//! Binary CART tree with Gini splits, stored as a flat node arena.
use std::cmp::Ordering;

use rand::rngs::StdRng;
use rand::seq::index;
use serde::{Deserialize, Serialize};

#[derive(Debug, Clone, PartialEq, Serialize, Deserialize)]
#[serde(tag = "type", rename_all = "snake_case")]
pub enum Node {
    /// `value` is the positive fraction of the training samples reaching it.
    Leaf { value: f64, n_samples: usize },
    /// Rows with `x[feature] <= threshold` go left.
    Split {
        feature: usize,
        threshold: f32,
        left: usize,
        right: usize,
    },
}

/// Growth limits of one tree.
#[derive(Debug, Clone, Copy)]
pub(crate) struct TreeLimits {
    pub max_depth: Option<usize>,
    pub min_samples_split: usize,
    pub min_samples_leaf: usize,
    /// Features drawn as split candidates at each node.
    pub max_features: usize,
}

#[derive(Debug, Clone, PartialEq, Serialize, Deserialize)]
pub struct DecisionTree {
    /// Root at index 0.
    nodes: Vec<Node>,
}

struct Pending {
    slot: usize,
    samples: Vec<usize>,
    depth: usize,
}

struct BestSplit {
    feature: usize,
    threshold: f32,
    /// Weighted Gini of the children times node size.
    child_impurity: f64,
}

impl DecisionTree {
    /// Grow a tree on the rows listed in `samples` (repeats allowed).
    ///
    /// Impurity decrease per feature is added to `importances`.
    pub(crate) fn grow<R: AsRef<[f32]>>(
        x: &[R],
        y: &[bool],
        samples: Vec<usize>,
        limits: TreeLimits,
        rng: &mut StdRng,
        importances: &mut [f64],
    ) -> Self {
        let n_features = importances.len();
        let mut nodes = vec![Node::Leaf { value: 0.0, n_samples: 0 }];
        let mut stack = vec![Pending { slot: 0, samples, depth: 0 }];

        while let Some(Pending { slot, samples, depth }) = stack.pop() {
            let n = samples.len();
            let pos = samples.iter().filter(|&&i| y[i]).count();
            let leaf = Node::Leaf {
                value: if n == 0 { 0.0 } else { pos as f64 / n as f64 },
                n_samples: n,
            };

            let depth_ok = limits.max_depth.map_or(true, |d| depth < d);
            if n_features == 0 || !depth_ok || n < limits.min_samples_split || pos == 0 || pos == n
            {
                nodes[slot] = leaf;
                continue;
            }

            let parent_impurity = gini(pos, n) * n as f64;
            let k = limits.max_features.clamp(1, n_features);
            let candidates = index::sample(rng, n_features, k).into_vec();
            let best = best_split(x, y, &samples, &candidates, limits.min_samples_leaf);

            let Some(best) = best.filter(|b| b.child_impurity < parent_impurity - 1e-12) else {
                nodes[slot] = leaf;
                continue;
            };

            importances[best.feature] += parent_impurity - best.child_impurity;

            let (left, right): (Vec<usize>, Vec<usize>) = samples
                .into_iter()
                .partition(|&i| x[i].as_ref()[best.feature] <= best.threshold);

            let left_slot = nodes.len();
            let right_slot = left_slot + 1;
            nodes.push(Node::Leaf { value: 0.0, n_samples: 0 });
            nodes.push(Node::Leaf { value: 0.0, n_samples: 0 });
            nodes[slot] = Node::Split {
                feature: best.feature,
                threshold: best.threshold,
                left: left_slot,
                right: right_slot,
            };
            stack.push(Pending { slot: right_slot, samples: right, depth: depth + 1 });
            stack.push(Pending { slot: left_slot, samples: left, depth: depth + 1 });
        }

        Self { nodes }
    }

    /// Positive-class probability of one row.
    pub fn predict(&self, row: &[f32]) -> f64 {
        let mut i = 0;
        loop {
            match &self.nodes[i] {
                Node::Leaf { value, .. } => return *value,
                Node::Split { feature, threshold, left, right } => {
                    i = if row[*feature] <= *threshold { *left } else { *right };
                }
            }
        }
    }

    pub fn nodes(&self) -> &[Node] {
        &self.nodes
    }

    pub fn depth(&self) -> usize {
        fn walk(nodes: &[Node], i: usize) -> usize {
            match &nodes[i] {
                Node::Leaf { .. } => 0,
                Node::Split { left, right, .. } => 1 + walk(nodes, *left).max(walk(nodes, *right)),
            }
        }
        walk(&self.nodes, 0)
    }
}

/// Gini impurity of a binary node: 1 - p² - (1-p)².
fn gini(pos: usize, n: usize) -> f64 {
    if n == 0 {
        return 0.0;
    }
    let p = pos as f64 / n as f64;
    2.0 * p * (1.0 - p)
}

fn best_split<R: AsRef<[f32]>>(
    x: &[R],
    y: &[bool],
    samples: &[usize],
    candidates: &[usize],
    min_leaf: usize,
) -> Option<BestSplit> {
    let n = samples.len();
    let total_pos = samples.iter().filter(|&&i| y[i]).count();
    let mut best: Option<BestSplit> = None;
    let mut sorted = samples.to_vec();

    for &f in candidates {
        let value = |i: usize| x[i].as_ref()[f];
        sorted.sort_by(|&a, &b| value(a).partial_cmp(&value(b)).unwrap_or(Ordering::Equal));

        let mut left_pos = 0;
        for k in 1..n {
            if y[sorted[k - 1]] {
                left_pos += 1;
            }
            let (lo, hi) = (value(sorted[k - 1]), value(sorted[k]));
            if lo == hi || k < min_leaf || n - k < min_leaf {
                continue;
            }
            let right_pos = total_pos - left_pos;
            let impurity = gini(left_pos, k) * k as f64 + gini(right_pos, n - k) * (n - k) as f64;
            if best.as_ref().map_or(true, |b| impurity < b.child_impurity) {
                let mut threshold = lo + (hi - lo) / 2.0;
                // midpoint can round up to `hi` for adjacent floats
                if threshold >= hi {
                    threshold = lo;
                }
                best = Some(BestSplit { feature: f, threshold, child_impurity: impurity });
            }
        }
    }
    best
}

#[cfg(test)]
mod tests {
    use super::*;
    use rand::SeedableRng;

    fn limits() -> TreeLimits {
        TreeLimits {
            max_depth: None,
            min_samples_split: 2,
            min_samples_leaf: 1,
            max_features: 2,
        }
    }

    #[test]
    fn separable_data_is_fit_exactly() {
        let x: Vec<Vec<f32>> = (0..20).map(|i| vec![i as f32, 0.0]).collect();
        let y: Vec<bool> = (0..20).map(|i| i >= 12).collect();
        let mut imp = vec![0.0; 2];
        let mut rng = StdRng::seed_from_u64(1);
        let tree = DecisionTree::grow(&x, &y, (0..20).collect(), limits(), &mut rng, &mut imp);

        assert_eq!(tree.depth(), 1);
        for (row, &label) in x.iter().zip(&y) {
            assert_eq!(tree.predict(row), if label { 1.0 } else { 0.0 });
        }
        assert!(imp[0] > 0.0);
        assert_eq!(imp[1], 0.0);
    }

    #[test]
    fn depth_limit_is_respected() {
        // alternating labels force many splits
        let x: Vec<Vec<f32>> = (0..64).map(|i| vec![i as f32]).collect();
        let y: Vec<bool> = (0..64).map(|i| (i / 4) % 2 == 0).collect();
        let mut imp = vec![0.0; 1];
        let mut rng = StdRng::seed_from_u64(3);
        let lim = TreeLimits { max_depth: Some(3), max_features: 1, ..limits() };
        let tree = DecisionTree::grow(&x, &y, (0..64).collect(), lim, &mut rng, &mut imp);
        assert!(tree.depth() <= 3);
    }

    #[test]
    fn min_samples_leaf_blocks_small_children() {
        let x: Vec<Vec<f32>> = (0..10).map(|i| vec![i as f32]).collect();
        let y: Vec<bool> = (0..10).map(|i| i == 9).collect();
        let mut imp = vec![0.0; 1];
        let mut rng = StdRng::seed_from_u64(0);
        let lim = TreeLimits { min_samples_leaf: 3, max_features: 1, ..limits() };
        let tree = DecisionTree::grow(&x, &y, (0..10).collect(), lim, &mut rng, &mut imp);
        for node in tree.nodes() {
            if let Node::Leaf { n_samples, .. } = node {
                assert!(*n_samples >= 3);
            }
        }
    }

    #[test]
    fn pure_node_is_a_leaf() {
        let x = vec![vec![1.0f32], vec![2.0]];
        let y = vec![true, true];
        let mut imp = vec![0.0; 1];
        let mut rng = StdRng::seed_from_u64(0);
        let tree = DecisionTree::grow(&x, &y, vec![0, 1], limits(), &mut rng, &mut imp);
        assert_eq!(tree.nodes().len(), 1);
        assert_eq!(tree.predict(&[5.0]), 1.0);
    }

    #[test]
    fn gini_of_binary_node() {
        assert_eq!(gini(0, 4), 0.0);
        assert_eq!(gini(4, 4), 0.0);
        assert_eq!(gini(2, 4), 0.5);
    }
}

* What is being asked
Begin at the first line of the entries above and copy every line exactly, ending with the line that contains "samples reaching it.".

* Solved exercise
//! Binary CART tree with Gini splits, stored as a flat node arena.
use std::cmp::Ordering;

use rand::rngs::StdRng;
use rand::seq::index;
use serde::{Deserialize, Serialize};

#[derive(Debug, Clone, PartialEq, Serialize, Deserialize)]
#[serde(tag = "type", rename_all = "snake_case")]
pub enum Node {
    /// `value` is the positive fraction of the training samples reaching it.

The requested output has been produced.